Auswahl der Lieferantenmanagement-Software
Wählen Sie ein Auswahlteam
Die Manager aus Abteilungen wie HR, Beschaffung, Finanzen und Buchhaltung, die diese Software nutzen werden, müssen in den Auswahlprozess einbezogen werden. Jedes Unternehmen ist anders, und häufige Benutzer sind am besten in der Lage, eine fundierte Meinung zu den besonderen Bedürfnissen des Unternehmens abzugeben. Benutzer können sogar in der Lage sein, dem Unternehmen bei der Installation und Einrichtung der ausgewählten Software zu helfen.
Nachdem eine Software ausgewählt wurde, müssen Käufer daran denken, dass sie nicht für immer an diese Auswahl gebunden sind; die meisten Plattformen erlauben Add-ons oder Modifikationen. Das Unternehmen sollte diese Entscheidung jedoch nicht leichtfertig treffen, da unabhängig davon, welche Software gewählt wird, ein erheblicher Zeit- und Geldaufwand erforderlich ist. Um eine Rendite (ROI) zu erzielen, können Käufer nicht nach ein paar Monaten ihre Meinung ändern und die Software wechseln.
Verhandlung
Die Verhandlung eines Softwarevertrags ist entscheidend, um das Risiko zu minimieren, sei es in Bezug auf Leistungsschutz, Sicherheitsschutz oder einfach um sicherzustellen, dass beide Parteien sich darüber einig sind, was sie voneinander erwarten. Wenn ein Unternehmen über den Cashflow verfügt, könnte es um einen Rabatt im Gegenzug für eine jährliche Vorauszahlung bitten, und viele Softwareanbieter sind bereit, diesen Deal zu machen. Ein Softwareanbieter kann unbegrenzte Nutzung anbieten, wenn der Käufer im Voraus bezahlt, anstatt einen monatlichen oder vierteljährlichen Paketpreis zu zahlen.

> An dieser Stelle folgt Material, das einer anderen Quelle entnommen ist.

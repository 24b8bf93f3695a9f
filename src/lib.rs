pub mod cli;
pub mod core;
pub mod fetcher;
pub mod providers;
pub mod store;
pub mod updater;

use anyhow::Result;
use rust_decimal::Decimal;
use tracing::{debug, info};

pub enum AppCommand {
    Currencies,
    Add {
        iso4217: String,
        name: String,
        rate: Option<Decimal>,
    },
    Deactivate {
        iso4217: String,
    },
    Rates,
    Update {
        dry_run: bool,
    },
}

pub async fn run_command(command: AppCommand, config_path: Option<&str>) -> Result<()> {
    info!("Exchange rate updater starting...");

    let config = match config_path {
        Some(path) => core::config::AppConfig::load_from_path(path)?,
        None => core::config::AppConfig::load()?,
    };
    debug!(default_currency = ?config.default_currency, "Loaded config");

    match command {
        AppCommand::Rates => {
            let fetcher = fetcher::RateFetcher::from_config(&config)?;
            cli::rates::run(&config, &fetcher).await
        }
        AppCommand::Update { dry_run } => {
            let catalog = store::open_catalog(&config)?;
            let fetcher = fetcher::RateFetcher::from_config(&config)?;
            cli::update::run(&config, &catalog, &fetcher, dry_run).await
        }
        AppCommand::Currencies => {
            let catalog = store::open_catalog(&config)?;
            cli::currencies::list(&config, &catalog)
        }
        AppCommand::Add {
            iso4217,
            name,
            rate,
        } => {
            let catalog = store::open_catalog(&config)?;
            cli::currencies::add(&catalog, &iso4217, &name, rate)
        }
        AppCommand::Deactivate { iso4217 } => {
            let catalog = store::open_catalog(&config)?;
            cli::currencies::deactivate(&catalog, &iso4217)
        }
    }
}
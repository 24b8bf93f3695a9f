pub mod currencies;
pub mod rates;
pub mod setup;
pub mod ui;
pub mod update;
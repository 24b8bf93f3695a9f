pub mod disk;
pub mod memory;

use crate::core::config::AppConfig;
use crate::core::currency::{Currency, CurrencyCatalog, CurrencyFilter, CurrencyStatus};
use anyhow::{Result, bail};
use disk::DiskCatalog;
use rust_decimal::Decimal;
use tracing::info;

/// Opens the catalog under the configured data directory.
pub fn open_catalog(config: &AppConfig) -> Result<DiskCatalog> {
    let path = config.data_path()?.join("catalog");
    DiskCatalog::open(&path)
}

/// Adds an active currency, refusing a second active entry for one ISO code.
pub fn add_currency(
    catalog: &dyn CurrencyCatalog,
    iso4217: &str,
    name: &str,
    conversion_rate: Decimal,
) -> Result<Currency> {
    let iso4217 = iso4217.trim().to_uppercase();
    if iso4217.len() != 3 || !iso4217.chars().all(|c| c.is_ascii_alphabetic()) {
        bail!("Invalid ISO-4217 code: {}", iso4217);
    }
    if conversion_rate <= Decimal::ZERO {
        bail!("Conversion rate must be positive, got {}", conversion_rate);
    }

    let active = CurrencyFilter {
        status: Some(CurrencyStatus::Active),
        exclude_iso4217: None,
    };
    if catalog
        .list_currencies(&active)?
        .iter()
        .any(|c| c.iso4217 == iso4217)
    {
        bail!("An active currency with code {} already exists", iso4217);
    }

    let id = uuid::Uuid::new_v4().to_string();
    let currency = Currency::new(&id, name, &iso4217, conversion_rate);
    catalog.save_currency(&currency)?;
    info!(%id, %iso4217, "Added currency");
    Ok(currency)
}

/// Marks every active currency with the given code inactive.
pub fn deactivate_currency(catalog: &dyn CurrencyCatalog, iso4217: &str) -> Result<usize> {
    let active = CurrencyFilter {
        status: Some(CurrencyStatus::Active),
        exclude_iso4217: None,
    };
    let mut count = 0;
    for mut currency in catalog.list_currencies(&active)? {
        if currency.iso4217.eq_ignore_ascii_case(iso4217) {
            currency.status = CurrencyStatus::Inactive;
            catalog.save_currency(&currency)?;
            count += 1;
        }
    }
    if count == 0 {
        bail!("No active currency with code {}", iso4217.to_uppercase());
    }
    info!(iso4217, "Deactivated currency");
    Ok(count)
}

#[cfg(test)]
mod tests {
    use super::*;
    use super::memory::MemoryCatalog;
    use rust_decimal_macros::dec;

    #[test]
    fn test_add_currency() {
        let catalog = MemoryCatalog::new();

        let added = add_currency(&catalog, "gbp", "Pound Sterling", dec!(1)).unwrap();
        assert_eq!(added.iso4217, "GBP");
        assert!(added.is_active());
        assert_eq!(catalog.load_currency_by_id(&added.id).unwrap(), Some(added));

        let dup = add_currency(&catalog, "GBP", "Pound", dec!(1));
        assert!(dup.unwrap_err().to_string().contains("already exists"));
        assert!(add_currency(&catalog, "GB", "Bad", dec!(1)).is_err());
        assert!(add_currency(&catalog, "CHF", "Swiss Franc", dec!(0)).is_err());
    }

    #[test]
    fn test_deactivate_then_re_add() {
        let catalog = MemoryCatalog::new();
        let added = add_currency(&catalog, "CHF", "Swiss Franc", dec!(0.94)).unwrap();

        assert_eq!(deactivate_currency(&catalog, "chf").unwrap(), 1);
        let stored = catalog.load_currency_by_id(&added.id).unwrap().unwrap();
        assert_eq!(stored.status, CurrencyStatus::Inactive);

        assert!(deactivate_currency(&catalog, "CHF").is_err());
        assert!(add_currency(&catalog, "CHF", "Swiss Franc", dec!(0.95)).is_ok());
    }
}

Käufer sollten auch bestimmen, ob sie Hilfe bei der Implementierung oder Integration der Software mit anderen Systemen benötigen. Normalerweise wird das erste Angebot eines Softwareanbieters einige Implementierungsdienste in einem bestimmten Zeitrahmen enthalten. Käufer können darum bitten, diese Dienste zu entfernen, wenn sie es selbst verwalten können oder wenn ein Dritter es günstiger erledigen kann. Käufer müssen auch entscheiden, wie lange sie diese Software benötigen werden. Wenn das Unternehmen die Software über Jahre hinweg nutzt, kann der Käufer längere Laufzeiten aushandeln, was manchmal zu günstigeren Preisen führt.
Endgültige Entscheidung
Die endgültige Entscheidung sollte auf allen zuvor gesammelten Informationen basieren. Unternehmen sollten Prioritäten setzen und die Lösung auswählen, die die meisten, wenn nicht alle ihrer Anforderungen erfüllt. Unternehmen müssen daran denken, dass es keine perfekte Software gibt, aber es gibt eine, die am besten für ihr Geschäft geeignet ist.
Wenn möglich, sollten Käufer versuchen, ein Pilotprogramm mit einer kleineren Benutzergruppe durchzuführen, um zu beurteilen, wie gut die Software angenommen, integriert und implementiert wird. Wenn die Plattform hohe Bewertungen erhält, können sie mit Zuversicht kaufen. Wenn das Tool ineffizient ist oder nicht wie erwartet funktioniert, könnte es an der Zeit sein, eine andere Software zu testen.